-- THE TASK --
The complete listing should be transcribed precisely.

-- THE DATA --
//! Custom error types for cloudinv.

use chrono::NaiveDate;
use thiserror::Error;

/// Errors that can occur while collecting or exporting inventory.
#[derive(Error, Debug)]
pub enum InventoryError {
    #[error("[{0}] {1}")]
    AwsSdk(String, String),

    #[error("[{0}] AWS credentials error: {1}")]
    AwsCredentials(String, String),

    #[error("[{0}] AWS region not configured: {1}")]
    AwsRegion(String, String),

    #[error("OCI CLI command failed: {command}: {details}")]
    OciCli { command: String, details: String },

    #[error("OCI CLI returned unexpected output for {command}: {details}")]
    OciOutput { command: String, details: String },

    #[error("OCI config error: {0}")]
    OciConfig(String),

    #[error("No subscribed regions found")]
    NoRegions,

    #[error("No compartments found")]
    NoCompartments,

    #[error("Invalid cost period: start {start} must be before end {end}")]
    InvalidCostPeriod { start: NaiveDate, end: NaiveDate },

    #[error("Table '{table}' expects {expected} columns, got {actual}")]
    ColumnMismatch {
        table: String,
        expected: usize,
        actual: usize,
    },
}

impl InventoryError {
    /// Create an AWS SDK error from any error type.
    /// Analyzes the error message to provide more specific error types.
    pub fn aws<E: std::fmt::Debug + std::fmt::Display>(component: &str, err: E) -> Self {
        let err_debug = format!("{:?}", err);
        let err_display = err.to_string();
        let component = component.to_string();

        let combined_lower = format!("{} {}", err_display, err_debug).to_lowercase();

        const CREDENTIAL_HINTS: &[&str] = &[
            "no credentials",
            "credentials not found",
            "invalid credentials",
            "expired token",
            "expiredtoken",
            "the security token included in the request is invalid",
            "the security token included in the request is expired",
            "unrecognized client",
            "invalidclienttokenid",
            "signaturedoesnotmatch",
            "access denied",
            "not authorized",
            "accessdenied",
        ];

        if CREDENTIAL_HINTS.iter().any(|h| combined_lower.contains(h)) {
            return InventoryError::AwsCredentials(
                component,
                Self::extract_error_details(&err_debug, &err_display),
            );
        }

        if combined_lower.contains("no region")
            || combined_lower.contains("region not found")
            || combined_lower.contains("missing region")
        {
            return InventoryError::AwsRegion(
                component,
                Self::extract_error_details(&err_debug, &err_display),
            );
        }

        InventoryError::AwsSdk(
            component,
            Self::extract_error_details(&err_debug, &err_display),
        )
    }

    /// Extract a single-line message from an AWS SDK error.
    fn extract_error_details(debug_str: &str, display_str: &str) -> String {
        // SDK service errors carry `message: Some("...")` in their Debug output
        if let Some(pos) = debug_str.find("message: Some(\"") {
            let start = pos + "message: Some(\"".len();
            let rest = &debug_str[start..];
            if let Some(end) = rest.find('"') {
                return rest[..end].to_string();
            }
        }

        if !display_str.to_lowercase().contains("service error") {
            return display_str.to_string();
        }

        "AWS API request failed".to_string()
    }

    /// Whether this is an OCI service-side failure that a report may skip.
    pub fn is_oci_service_error(&self) -> bool {
        matches!(
            self,
            InventoryError::OciCli { .. } | InventoryError::OciOutput { .. }
        )
    }
}

#[cfg(test)]
mod tests {
    use super::*;

    #[test]
    fn test_error_display_column_mismatch() {
        let err = InventoryError::ColumnMismatch {
            table: "VPCs".to_string(),
            expected: 3,
            actual: 2,
        };
        assert_eq!(err.to_string(), "Table 'VPCs' expects 3 columns, got 2");
    }

    #[test]
    fn test_error_display_oci_cli() {
        let err = InventoryError::OciCli {
            command: "oci network vcn list".to_string(),
            details: "NotAuthorizedOrNotFound".to_string(),
        };
        assert_eq!(
            err.to_string(),
            "OCI CLI command failed: oci network vcn list: NotAuthorizedOrNotFound"
        );
        assert!(err.is_oci_service_error());
    }

    #[test]
    fn test_error_aws_helper_generic() {
        let err = InventoryError::aws("aws::inventory", "connection failed");
        assert!(matches!(err, InventoryError::AwsSdk(_, _)));
        assert!(err.to_string().contains("[aws::inventory]"));
        assert!(err.to_string().contains("connection failed"));
    }

    #[test]
    fn test_error_aws_credentials_expired() {
        let err = InventoryError::aws(
            "aws::inventory",
            "The security token included in the request is expired",
        );
        assert!(matches!(err, InventoryError::AwsCredentials(_, _)));
        assert!(err.to_string().contains("AWS credentials error"));
    }

    #[test]
    fn test_error_aws_region_missing() {
        let err = InventoryError::aws("aws::client", "No region was found");
        assert!(matches!(err, InventoryError::AwsRegion(_, _)));
        assert!(err.to_string().contains("AWS region not configured"));
    }

    #[test]
    fn test_extract_error_details_prefers_message_field() {
        let debug = r#"ServiceError { message: Some("User is not authorized"), code: None }"#;
        let details = InventoryError::extract_error_details(debug, "service error");
        assert_eq!(details, "User is not authorized");
    }

    #[test]
    fn test_extract_error_details_generic_service_error() {
        let details = InventoryError::extract_error_details("Opaque", "service error");
        assert_eq!(details, "AWS API request failed");
    }

    #[test]
    fn test_non_oci_errors_are_not_service_errors() {
        assert!(!InventoryError::NoRegions.is_oci_service_error());
        assert!(!InventoryError::OciConfig("missing tenancy".into()).is_oci_service_error());
    }

    #[test]
    fn test_invalid_cost_period_message() {
        let err = InventoryError::InvalidCostPeriod {
            start: NaiveDate::from_ymd_opt(2024, 3, 1).unwrap(),
            end: NaiveDate::from_ymd_opt(2024, 2, 1).unwrap(),
        };
        assert_eq!(
            err.to_string(),
            "Invalid cost period: start 2024-03-01 must be before end 2024-02-01"
        );
        assert!(!err.is_oci_service_error());
    }
}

-- RESPONSE --
//! Custom error types for cloudinv.

use chrono::NaiveDate;
use thiserror::Error;

/// Errors that can occur while collecting or exporting inventory.
#[derive(Error, Debug)]
pub enum InventoryError {
    #[error("[{0}] {1}")]
    AwsSdk(String, String),

    #[error("[{0}] AWS credentials error: {1}")]
    AwsCredentials(String, String),

    #[error("[{0}] AWS region not configured: {1}")]
    AwsRegion(String, String),

    #[error("OCI CLI command failed: {command}: {details}")]
    OciCli { command: String, details: String },

    #[error("OCI CLI returned unexpected output for {command}: {details}")]
    OciOutput { command: String, details: String },

    #[error("OCI config error: {0}")]
    OciConfig(String),

    #[error("No subscribed regions found")]
    NoRegions,

    #[error("No compartments found")]
    NoCompartments,

    #[error("Invalid cost period: start {start} must be before end {end}")]
    InvalidCostPeriod { start: NaiveDate, end: NaiveDate },

    #[error("Table '{table}' expects {expected} columns, got {actual}")]
    ColumnMismatch {
        table: String,
        expected: usize,
        actual: usize,
    },
}

impl InventoryError {
    /// Create an AWS SDK error from any error type.
    /// Analyzes the error message to provide more specific error types.
    pub fn aws<E: std::fmt::Debug + std::fmt::Display>(component: &str, err: E) -> Self {
        let err_debug = format!("{:?}", err);
        let err_display = err.to_string();
        let component = component.to_string();

        let combined_lower = format!("{} {}", err_display, err_debug).to_lowercase();

        const CREDENTIAL_HINTS: &[&str] = &[
            "no credentials",
            "credentials not found",
            "invalid credentials",
            "expired token",
            "expiredtoken",
            "the security token included in the request is invalid",
            "the security token included in the request is expired",
            "unrecognized client",
            "invalidclienttokenid",
            "signaturedoesnotmatch",
            "access denied",
            "not authorized",
            "accessdenied",
        ];

        if CREDENTIAL_HINTS.iter().any(|h| combined_lower.contains(h)) {
            return InventoryError::AwsCredentials(
                component,
                Self::extract_error_details(&err_debug, &err_display),
            );
        }

        if combined_lower.contains("no region")
            || combined_lower.contains("region not found")
            || combined_lower.contains("missing region")
        {
            return InventoryError::AwsRegion(
                component,
                Self::extract_error_details(&err_debug, &err_display),
            );
        }

        InventoryError::AwsSdk(
            component,
            Self::extract_error_details(&err_debug, &err_display),
        )
    }

    /// Extract a single-line message from an AWS SDK error.
    fn extract_error_details(debug_str: &str, display_str: &str) -> String {
        // SDK service errors carry `message: Some("...")` in their Debug output
        if let Some(pos) = debug_str.find("message: Some(\"") {
            let start = pos + "message: Some(\"".len();
            let rest = &debug_str[start..];
            if let Some(end) = rest.find('"') {
                return rest[..end].to_string();
            }
        }

        if !display_str.to_lowercase().contains("service error") {
            return display_str.to_string();
        }

        "AWS API request failed".to_string()
    }

    /// Whether this is an OCI service-side failure that a report may skip.
    pub fn is_oci_service_error(&self) -> bool {
        matches!(
            self,
            InventoryError::OciCli { .. } | InventoryError::OciOutput { .. }
        )
    }
}

#[cfg(test)]
mod tests {
    use super::*;

    #[test]
    fn test_error_display_column_mismatch() {
        let err = InventoryError::ColumnMismatch {
            table: "VPCs".to_string(),
            expected: 3,
            actual: 2,
        };
        assert_eq!(err.to_string(), "Table 'VPCs' expects 3 columns, got 2");
    }

    #[test]
    fn test_error_display_oci_cli() {
        let err = InventoryError::OciCli {
            command: "oci network vcn list".to_string(),
            details: "NotAuthorizedOrNotFound".to_string(),
        };
        assert_eq!(
            err.to_string(),
            "OCI CLI command failed: oci network vcn list: NotAuthorizedOrNotFound"
        );
        assert!(err.is_oci_service_error());
    }

    #[test]
    fn test_error_aws_helper_generic() {
        let err = InventoryError::aws("aws::inventory", "connection failed");
        assert!(matches!(err, InventoryError::AwsSdk(_, _)));
        assert!(err.to_string().contains("[aws::inventory]"));
        assert!(err.to_string().contains("connection failed"));
    }

    #[test]
    fn test_error_aws_credentials_expired() {
        let err = InventoryError::aws(
            "aws::inventory",
            "The security token included in the request is expired",
        );
        assert!(matches!(err, InventoryError::AwsCredentials(_, _)));
        assert!(err.to_string().contains("AWS credentials error"));
    }

    #[test]
    fn test_error_aws_region_missing() {
        let err = InventoryError::aws("aws::client", "No region was found");
        assert!(matches!(err, InventoryError::AwsRegion(_, _)));
        assert!(err.to_string().contains("AWS region not configured"));
    }

    #[test]
    fn test_extract_error_details_prefers_message_field() {
        let debug = r#"ServiceError { message: Some("User is not authorized"), code: None }"#;
        let details = InventoryError::extract_error_details(debug, "service error");
        assert_eq!(details, "User is not authorized");
    }

    #[test]
    fn test_extract_error_details_generic_service_error() {
        let details = InventoryError::extract_error_details("Opaque", "service error");
        assert_eq!(details, "AWS API request failed");
    }

    #[test]
    fn test_non_oci_errors_are_not_service_errors() {
        assert!(!InventoryError::NoRegions.is_oci_service_error());
        assert!(!InventoryError::OciConfig("missing tenancy".into()).is_oci_service_error());
    }

    #[test]
    fn test_invalid_cost_period_message() {
        let err = InventoryError::InvalidCostPeriod {
            start: NaiveDate::from_ymd_opt(2024, 3, 1).unwrap(),
            end: NaiveDate::from_ymd_opt(2024, 2, 1).unwrap(),
        };
        assert_eq!(
            err.to_string(),
            "Invalid cost period: start 2024-03-01 must be before end 2024-02-01"
        );
        assert!(!err.is_oci_service_error());
    }
}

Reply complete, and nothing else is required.